Exercise> Go through the data and copy every line in which "SigningKey" appears.

Material for this exercise>
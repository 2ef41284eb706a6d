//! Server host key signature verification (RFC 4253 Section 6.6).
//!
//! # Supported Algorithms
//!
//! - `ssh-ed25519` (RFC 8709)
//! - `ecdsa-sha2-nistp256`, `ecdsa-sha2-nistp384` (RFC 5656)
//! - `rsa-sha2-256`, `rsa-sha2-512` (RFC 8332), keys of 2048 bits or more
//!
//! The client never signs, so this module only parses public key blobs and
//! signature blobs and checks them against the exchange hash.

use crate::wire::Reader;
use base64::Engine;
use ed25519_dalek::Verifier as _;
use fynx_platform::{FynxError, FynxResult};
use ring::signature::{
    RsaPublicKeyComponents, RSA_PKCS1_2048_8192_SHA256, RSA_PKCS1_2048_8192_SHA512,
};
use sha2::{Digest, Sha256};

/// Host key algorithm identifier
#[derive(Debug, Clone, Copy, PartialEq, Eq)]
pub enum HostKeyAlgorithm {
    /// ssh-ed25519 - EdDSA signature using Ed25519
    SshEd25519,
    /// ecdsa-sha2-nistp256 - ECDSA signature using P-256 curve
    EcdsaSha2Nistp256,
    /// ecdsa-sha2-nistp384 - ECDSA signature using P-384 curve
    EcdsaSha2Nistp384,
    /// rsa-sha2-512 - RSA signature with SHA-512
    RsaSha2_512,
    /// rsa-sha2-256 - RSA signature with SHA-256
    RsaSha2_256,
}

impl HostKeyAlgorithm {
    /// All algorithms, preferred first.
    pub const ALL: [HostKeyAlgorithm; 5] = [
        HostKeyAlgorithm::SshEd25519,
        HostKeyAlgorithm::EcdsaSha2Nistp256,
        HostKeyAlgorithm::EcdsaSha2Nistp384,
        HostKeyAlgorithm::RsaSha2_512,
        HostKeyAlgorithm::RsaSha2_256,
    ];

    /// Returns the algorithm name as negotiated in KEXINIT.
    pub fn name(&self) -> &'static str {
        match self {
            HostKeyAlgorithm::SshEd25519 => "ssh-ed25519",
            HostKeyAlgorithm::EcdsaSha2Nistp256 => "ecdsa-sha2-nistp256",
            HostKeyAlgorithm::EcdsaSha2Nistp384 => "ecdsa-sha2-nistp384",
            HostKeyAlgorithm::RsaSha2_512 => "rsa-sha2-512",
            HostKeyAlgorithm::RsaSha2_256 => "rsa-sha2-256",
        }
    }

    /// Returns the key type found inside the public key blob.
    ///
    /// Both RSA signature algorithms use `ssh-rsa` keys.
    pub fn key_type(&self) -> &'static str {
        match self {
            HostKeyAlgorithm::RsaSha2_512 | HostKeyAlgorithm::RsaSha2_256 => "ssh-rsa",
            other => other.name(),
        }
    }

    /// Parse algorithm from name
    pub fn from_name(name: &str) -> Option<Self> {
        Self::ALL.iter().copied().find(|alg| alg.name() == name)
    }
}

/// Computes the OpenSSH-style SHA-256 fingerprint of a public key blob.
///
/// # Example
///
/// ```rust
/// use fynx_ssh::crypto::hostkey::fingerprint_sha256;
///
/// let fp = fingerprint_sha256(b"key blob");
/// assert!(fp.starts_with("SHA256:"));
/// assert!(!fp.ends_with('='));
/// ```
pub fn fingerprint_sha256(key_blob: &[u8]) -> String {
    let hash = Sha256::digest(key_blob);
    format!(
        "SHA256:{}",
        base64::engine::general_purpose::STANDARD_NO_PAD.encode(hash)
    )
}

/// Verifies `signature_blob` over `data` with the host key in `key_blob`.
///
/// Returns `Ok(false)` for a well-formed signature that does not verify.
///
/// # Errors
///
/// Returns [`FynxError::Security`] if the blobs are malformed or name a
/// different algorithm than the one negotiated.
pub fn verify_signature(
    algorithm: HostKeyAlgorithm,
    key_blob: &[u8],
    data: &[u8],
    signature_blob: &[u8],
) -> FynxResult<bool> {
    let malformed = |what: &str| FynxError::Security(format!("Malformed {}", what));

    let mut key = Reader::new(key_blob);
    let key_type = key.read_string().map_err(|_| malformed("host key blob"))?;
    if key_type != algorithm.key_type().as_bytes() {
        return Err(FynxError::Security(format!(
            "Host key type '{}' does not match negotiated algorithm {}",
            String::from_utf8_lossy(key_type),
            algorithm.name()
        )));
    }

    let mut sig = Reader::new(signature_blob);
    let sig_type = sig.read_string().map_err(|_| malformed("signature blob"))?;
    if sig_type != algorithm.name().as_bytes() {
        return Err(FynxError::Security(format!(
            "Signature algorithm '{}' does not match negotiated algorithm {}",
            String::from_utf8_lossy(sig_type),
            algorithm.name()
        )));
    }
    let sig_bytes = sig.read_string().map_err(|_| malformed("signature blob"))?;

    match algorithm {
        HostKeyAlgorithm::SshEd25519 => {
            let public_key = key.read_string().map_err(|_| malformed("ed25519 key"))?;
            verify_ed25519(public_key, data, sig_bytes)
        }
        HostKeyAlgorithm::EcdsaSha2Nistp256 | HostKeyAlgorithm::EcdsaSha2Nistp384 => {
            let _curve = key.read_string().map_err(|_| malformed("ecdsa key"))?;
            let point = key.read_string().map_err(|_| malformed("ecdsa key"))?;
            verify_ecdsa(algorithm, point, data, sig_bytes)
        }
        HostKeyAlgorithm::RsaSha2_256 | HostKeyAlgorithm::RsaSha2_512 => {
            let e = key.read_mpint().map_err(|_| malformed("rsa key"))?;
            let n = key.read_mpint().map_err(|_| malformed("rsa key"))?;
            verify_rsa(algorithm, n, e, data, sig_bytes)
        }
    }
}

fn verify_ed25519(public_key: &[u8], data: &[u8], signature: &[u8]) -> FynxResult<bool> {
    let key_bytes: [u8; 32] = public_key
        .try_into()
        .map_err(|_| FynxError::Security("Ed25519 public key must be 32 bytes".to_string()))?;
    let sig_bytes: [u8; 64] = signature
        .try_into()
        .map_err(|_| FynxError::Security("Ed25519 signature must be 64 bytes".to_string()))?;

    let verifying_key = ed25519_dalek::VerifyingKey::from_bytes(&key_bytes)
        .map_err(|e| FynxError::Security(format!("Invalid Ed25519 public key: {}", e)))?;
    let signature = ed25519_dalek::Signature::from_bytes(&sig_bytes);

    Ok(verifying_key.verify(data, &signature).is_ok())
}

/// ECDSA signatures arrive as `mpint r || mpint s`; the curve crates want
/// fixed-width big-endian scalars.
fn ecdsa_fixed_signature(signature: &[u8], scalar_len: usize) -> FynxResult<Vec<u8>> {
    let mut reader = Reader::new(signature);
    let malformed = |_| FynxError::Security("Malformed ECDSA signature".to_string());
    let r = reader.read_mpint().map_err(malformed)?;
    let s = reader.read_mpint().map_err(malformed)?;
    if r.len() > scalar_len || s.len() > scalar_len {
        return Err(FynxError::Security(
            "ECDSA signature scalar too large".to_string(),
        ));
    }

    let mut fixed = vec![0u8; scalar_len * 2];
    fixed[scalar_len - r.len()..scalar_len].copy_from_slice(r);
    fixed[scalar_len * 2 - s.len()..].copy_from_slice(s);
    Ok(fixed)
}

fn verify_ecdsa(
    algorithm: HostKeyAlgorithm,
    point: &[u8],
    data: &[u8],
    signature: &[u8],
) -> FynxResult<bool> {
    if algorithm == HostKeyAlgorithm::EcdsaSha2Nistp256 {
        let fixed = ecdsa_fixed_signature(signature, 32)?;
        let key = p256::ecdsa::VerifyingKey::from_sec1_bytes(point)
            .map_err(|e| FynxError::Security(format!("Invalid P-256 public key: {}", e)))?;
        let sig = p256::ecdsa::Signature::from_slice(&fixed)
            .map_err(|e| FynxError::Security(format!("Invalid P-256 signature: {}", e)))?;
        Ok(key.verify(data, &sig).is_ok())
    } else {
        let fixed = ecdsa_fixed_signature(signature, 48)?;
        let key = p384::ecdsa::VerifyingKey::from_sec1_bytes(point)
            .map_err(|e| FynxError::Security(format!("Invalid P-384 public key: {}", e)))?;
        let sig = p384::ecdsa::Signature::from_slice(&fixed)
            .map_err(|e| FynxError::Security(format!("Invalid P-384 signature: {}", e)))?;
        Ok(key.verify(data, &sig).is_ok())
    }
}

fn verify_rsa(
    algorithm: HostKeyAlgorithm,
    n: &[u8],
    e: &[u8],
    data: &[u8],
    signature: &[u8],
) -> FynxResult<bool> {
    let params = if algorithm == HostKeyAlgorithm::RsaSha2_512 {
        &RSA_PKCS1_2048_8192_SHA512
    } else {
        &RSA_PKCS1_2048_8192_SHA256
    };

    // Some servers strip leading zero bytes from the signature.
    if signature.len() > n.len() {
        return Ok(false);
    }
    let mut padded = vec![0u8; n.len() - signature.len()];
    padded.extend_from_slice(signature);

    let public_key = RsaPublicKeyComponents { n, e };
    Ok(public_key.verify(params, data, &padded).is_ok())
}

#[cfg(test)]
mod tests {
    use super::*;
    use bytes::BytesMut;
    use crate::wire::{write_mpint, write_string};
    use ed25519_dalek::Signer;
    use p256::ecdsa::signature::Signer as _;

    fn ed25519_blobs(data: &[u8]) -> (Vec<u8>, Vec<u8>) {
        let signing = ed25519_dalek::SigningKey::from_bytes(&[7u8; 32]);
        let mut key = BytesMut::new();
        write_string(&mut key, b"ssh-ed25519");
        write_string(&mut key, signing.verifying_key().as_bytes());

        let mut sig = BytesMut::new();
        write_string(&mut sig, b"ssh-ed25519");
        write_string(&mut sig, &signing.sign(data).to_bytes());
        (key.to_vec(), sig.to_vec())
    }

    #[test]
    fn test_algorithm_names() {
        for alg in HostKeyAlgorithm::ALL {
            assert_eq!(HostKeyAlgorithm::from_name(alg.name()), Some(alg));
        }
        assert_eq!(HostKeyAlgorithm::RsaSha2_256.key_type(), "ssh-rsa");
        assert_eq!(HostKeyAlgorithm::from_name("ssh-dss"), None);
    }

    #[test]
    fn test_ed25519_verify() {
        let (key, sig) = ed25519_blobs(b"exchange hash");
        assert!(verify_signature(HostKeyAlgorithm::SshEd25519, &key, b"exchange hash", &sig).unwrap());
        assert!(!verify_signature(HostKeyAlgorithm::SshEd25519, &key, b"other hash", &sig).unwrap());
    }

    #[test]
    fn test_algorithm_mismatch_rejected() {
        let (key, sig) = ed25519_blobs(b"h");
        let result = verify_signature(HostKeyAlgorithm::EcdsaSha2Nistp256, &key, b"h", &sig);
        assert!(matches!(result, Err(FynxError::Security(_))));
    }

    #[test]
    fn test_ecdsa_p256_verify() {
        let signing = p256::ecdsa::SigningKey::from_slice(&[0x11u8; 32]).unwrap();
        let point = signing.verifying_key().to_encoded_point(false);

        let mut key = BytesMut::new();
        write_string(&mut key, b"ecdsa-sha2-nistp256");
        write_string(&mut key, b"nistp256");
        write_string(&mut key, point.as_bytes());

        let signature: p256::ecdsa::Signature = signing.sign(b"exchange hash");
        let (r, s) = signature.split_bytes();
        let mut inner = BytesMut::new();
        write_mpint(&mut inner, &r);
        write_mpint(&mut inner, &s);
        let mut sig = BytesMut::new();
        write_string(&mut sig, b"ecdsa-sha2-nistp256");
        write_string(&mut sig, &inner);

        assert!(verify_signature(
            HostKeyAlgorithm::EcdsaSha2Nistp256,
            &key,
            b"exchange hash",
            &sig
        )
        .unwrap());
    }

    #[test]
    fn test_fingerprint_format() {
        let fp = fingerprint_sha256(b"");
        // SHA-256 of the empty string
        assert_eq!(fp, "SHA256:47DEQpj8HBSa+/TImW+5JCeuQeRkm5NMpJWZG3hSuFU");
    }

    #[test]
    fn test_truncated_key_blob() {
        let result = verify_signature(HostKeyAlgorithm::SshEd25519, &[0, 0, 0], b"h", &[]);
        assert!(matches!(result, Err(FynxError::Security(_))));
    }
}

Solution for this exercise>
        let signing = ed25519_dalek::SigningKey::from_bytes(&[7u8; 32]);
        let signing = p256::ecdsa::SigningKey::from_slice(&[0x11u8; 32]).unwrap();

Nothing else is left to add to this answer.